use std::fmt;
use tracing::debug;

use super::findings::FindingSet;
use super::walk::SceneWalk;
use crate::catalog::{RuleCatalog, TableSpec};
use crate::models::SceneObject;

#[derive(Debug, Clone, Copy, PartialEq, Eq)]
pub enum TableSide {
    Main,
    Left,
    Right,
}

impl TableSide {
    pub const ALL: [TableSide; 3] = [TableSide::Main, TableSide::Left, TableSide::Right];

    /// Nickname token that, together with "table", identifies this table
    pub fn keyword(self) -> &'static str {
        match self {
            TableSide::Main => "main",
            TableSide::Left => "left",
            TableSide::Right => "right",
        }
    }

    fn missing_message(self) -> &'static str {
        match self {
            TableSide::Main => "✗ Main table not found",
            TableSide::Left => "✗ Left side table not found",
            TableSide::Right => "✗ Right side table not found",
        }
    }

    pub fn spec(self, catalog: &RuleCatalog) -> &TableSpec {
        match self {
            TableSide::Main => &catalog.tables.main,
            TableSide::Left => &catalog.tables.left,
            TableSide::Right => &catalog.tables.right,
        }
    }

    /// Which table a nickname names, if any. Main wins over left, left over right.
    pub fn classify(nickname: &str) -> Option<TableSide> {
        let lower = nickname.to_lowercase();
        if !lower.contains("table") {
            return None;
        }
        Self::ALL
            .into_iter()
            .find(|side| lower.contains(side.keyword()))
    }
}

impl fmt::Display for TableSide {
    fn fmt(&self, f: &mut fmt::Formatter<'_>) -> fmt::Result {
        let label = match self {
            TableSide::Main => "Main",
            TableSide::Left => "Left",
            TableSide::Right => "Right",
        };
        f.write_str(label)
    }
}

/// The three tables found in a save; a later match replaces an earlier one
#[derive(Debug, Default)]
pub struct TableSet<'a> {
    pub main: Option<&'a SceneObject>,
    pub left: Option<&'a SceneObject>,
    pub right: Option<&'a SceneObject>,
}

impl<'a> TableSet<'a> {
    pub fn find(walk: SceneWalk<'a>) -> Self {
        let mut tables = TableSet::default();
        for obj in walk.top_level() {
            match TableSide::classify(obj.nickname()) {
                Some(TableSide::Main) => tables.main = Some(obj),
                Some(TableSide::Left) => tables.left = Some(obj),
                Some(TableSide::Right) => tables.right = Some(obj),
                None => {}
            }
        }
        tables
    }

    pub fn get(&self, side: TableSide) -> Option<&'a SceneObject> {
        match side {
            TableSide::Main => self.main,
            TableSide::Left => self.left,
            TableSide::Right => self.right,
        }
    }
}

pub fn check(walk: SceneWalk<'_>, catalog: &RuleCatalog, findings: &mut FindingSet) {
    let tables = TableSet::find(walk);

    for side in TableSide::ALL {
        match tables.get(side) {
            Some(table) => validate_table(table, side, catalog, findings),
            None => findings.error(side.missing_message()),
        }
    }
}

fn validate_table(
    table: &SceneObject,
    side: TableSide,
    catalog: &RuleCatalog,
    findings: &mut FindingSet,
) {
    let expected = side.spec(catalog);
    let tolerance = catalog.tables.tolerance;
    debug!("Checking {side} table '{}'", table.nickname());

    let position = table.transform.position();
    if position.within(&expected.position, tolerance) {
        findings.info(format!("✓ {side} table position correct"));
    } else {
        findings.error(format!(
            "✗ {side} table position incorrect: {position} != {}",
            expected.position
        ));
    }

    let scale = table.transform.scale_or(1.0);
    if scale.within(&expected.scale, tolerance) {
        findings.info(format!("✓ {side} table scale correct"));
    } else {
        findings.error(format!(
            "✗ {side} table scale incorrect: {scale} != {}",
            expected.scale
        ));
    }

    if expected.must_be_locked && !table.is_locked() {
        findings.warning(format!("⚠ {side} table should be locked"));
    }
}
use anyhow::{Context, Result};
use miette::Report;
use serde::Serialize;
use std::path::Path;
use tracing::{debug, info};

use savecheck::catalog::RuleCatalog;
use savecheck::defaults::DEFAULT_CATALOG;
use savecheck::loader::display_name;
use savecheck::report;
use savecheck::validation::{FindingSet, Validator};

#[derive(Debug, Clone, Copy, PartialEq, Eq)]
pub enum OutputFormat {
    Text,
    Json,
}

#[derive(Serialize)]
struct JsonReport<'a> {
    file: &'a str,
    passed: bool,
    #[serde(flatten)]
    findings: &'a FindingSet,
}

/// Validate one save file and print the report. Returns the verdict.
pub fn validate_command(
    save_file: &Path,
    catalog_path: Option<&Path>,
    format: OutputFormat,
) -> Result<bool> {
    let catalog = match catalog_path {
        Some(path) => {
            info!("Using rule catalog {path:?}");
            RuleCatalog::from_path(path)
                .with_context(|| format!("Failed to load rule catalog: {path:?}"))?
        }
        None => DEFAULT_CATALOG.clone(),
    };
    let validator = Validator::new(catalog);
    let file_name = display_name(save_file);

    let mut outcome = match format {
        OutputFormat::Text => {
            println!("{}", report::header(&file_name, chrono::Local::now()));
            validator.validate_path(save_file, |check| println!("{}", report::progress(check)))
        }
        OutputFormat::Json => validator.validate_path(save_file, |_| {}),
    };

    let passed = outcome.passed();
    if let Some(err) = outcome.load_error.take() {
        debug!("Load failed before any checks ran");
        if format == OutputFormat::Text {
            eprintln!("{:?}", Report::new(err));
        }
    }

    match format {
        OutputFormat::Text => println!("{}", report::results(&outcome.findings)),
        OutputFormat::Json => {
            let json = JsonReport {
                file: &file_name,
                passed,
                findings: &outcome.findings,
            };
            println!("{}", serde_json::to_string_pretty(&json)?);
        }
    }

    Ok(passed)
}
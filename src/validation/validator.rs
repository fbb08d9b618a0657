use std::fmt;
use std::path::Path;
use tracing::debug;

use super::findings::FindingSet;
use super::walk::SceneWalk;
use super::{metadata, organic, placement, provenance, tables, terrain, units};
use crate::catalog::RuleCatalog;
use crate::defaults::DEFAULT_CATALOG;
use crate::error::LoadError;
use crate::loader;
use crate::models::SaveFile;

/// The checks, in the order they always run
#[derive(Debug, Clone, Copy, PartialEq, Eq)]
pub enum Check {
    Metadata,
    Tables,
    Placement,
    Units,
    Terrain,
    Provenance,
    Organic,
}

impl Check {
    pub const ORDER: [Check; 7] = [
        Check::Metadata,
        Check::Tables,
        Check::Placement,
        Check::Units,
        Check::Terrain,
        Check::Provenance,
        Check::Organic,
    ];

    pub fn number(self) -> usize {
        Self::ORDER
            .iter()
            .position(|check| *check == self)
            .map_or(0, |index| index + 1)
    }

    pub fn title(self) -> &'static str {
        match self {
            Check::Metadata => "Save File Metadata",
            Check::Tables => "Table Configuration",
            Check::Placement => "Asset Placement",
            Check::Units => "Unit Scaling",
            Check::Terrain => "Terrain Scaling (Physical Size)",
            Check::Provenance => "GitHub URLs",
            Check::Organic => "Organic Terrain Boundaries",
        }
    }
}

impl fmt::Display for Check {
    fn fmt(&self, f: &mut fmt::Formatter<'_>) -> fmt::Result {
        write!(f, "Test {}: {}", self.number(), self.title())
    }
}

/// Result of validating one file
#[derive(Debug)]
pub struct ValidationOutcome {
    pub findings: FindingSet,
    /// Set when the file could not be read or parsed
    pub load_error: Option<LoadError>,
}

impl ValidationOutcome {
    pub fn loaded(&self) -> bool {
        self.load_error.is_none()
    }

    pub fn passed(&self) -> bool {
        self.loaded() && self.findings.passed()
    }
}

pub struct Validator {
    catalog: RuleCatalog,
}

impl Default for Validator {
    fn default() -> Self {
        Self::new(DEFAULT_CATALOG.clone())
    }
}

impl Validator {
    pub fn new(catalog: RuleCatalog) -> Self {
        Self { catalog }
    }

    pub fn catalog(&self) -> &RuleCatalog {
        &self.catalog
    }

    /// Load a save file and run every check against it.
    ///
    /// `on_check` is called as each check starts. A load failure is recorded
    /// as an error and no checks run.
    pub fn validate_path(&self, path: &Path, on_check: impl FnMut(Check)) -> ValidationOutcome {
        let mut findings = FindingSet::new();

        match loader::load_save(path) {
            Ok(loaded) => {
                findings.info(format!("✓ Loaded save file: {}", loaded.file_name()));
                self.validate_save(&loaded.save, &mut findings, on_check);
                ValidationOutcome {
                    findings,
                    load_error: None,
                }
            }
            Err(e) => {
                debug!("Load failed: {e}");
                findings.error(e.finding());
                ValidationOutcome {
                    findings,
                    load_error: Some(e),
                }
            }
        }
    }

    /// Run the checks in order against an already-parsed save
    pub fn validate_save(
        &self,
        save: &SaveFile,
        findings: &mut FindingSet,
        mut on_check: impl FnMut(Check),
    ) {
        let catalog = &self.catalog;

        on_check(Check::Metadata);
        let Some(objects) = metadata::check(save, catalog, findings) else {
            debug!("No object list; skipping remaining checks");
            return;
        };
        let walk = SceneWalk::new(objects);

        let checks: [(Check, fn(SceneWalk<'_>, &RuleCatalog, &mut FindingSet)); 6] = [
            (Check::Tables, tables::check),
            (Check::Placement, placement::check),
            (Check::Units, units::check),
            (Check::Terrain, terrain::check),
            (Check::Provenance, provenance::check),
            (Check::Organic, organic::check),
        ];

        for (check, run) in checks {
            debug!("Running {check}");
            on_check(check);
            run(walk, catalog, findings);
        }
    }

    /// Convenience wrapper returning a fresh finding set
    pub fn findings_for(&self, save: &SaveFile) -> FindingSet {
        let mut findings = FindingSet::new();
        self.validate_save(save, &mut findings, |_| {});
        findings
    }
}
pub mod catalog;
pub mod defaults;
pub mod error;
pub mod error_utils;
pub mod loader;
pub mod models;
pub mod report;
pub mod validation;
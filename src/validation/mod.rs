mod findings;
mod metadata;
mod organic;
mod placement;
mod provenance;
mod tables;
pub mod terrain;
mod units;
mod validator;
mod walk;


// Re-export the main Validator
pub use findings::{FindingSet, Severity};
pub use metadata::has_timestamp;
pub use provenance::is_compliant;
pub use tables::TableSide;
pub use validator::{Check, ValidationOutcome, Validator};
pub use walk::SceneWalk;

----------

# [PROBLEM REQUIREMENTS]
Go through the listing above and return every line where the word "struct" occurs.

# [RESULT]
pub struct TableSet<'a> {
struct JsonReport<'a> {
pub struct ValidationOutcome {
pub struct Validator {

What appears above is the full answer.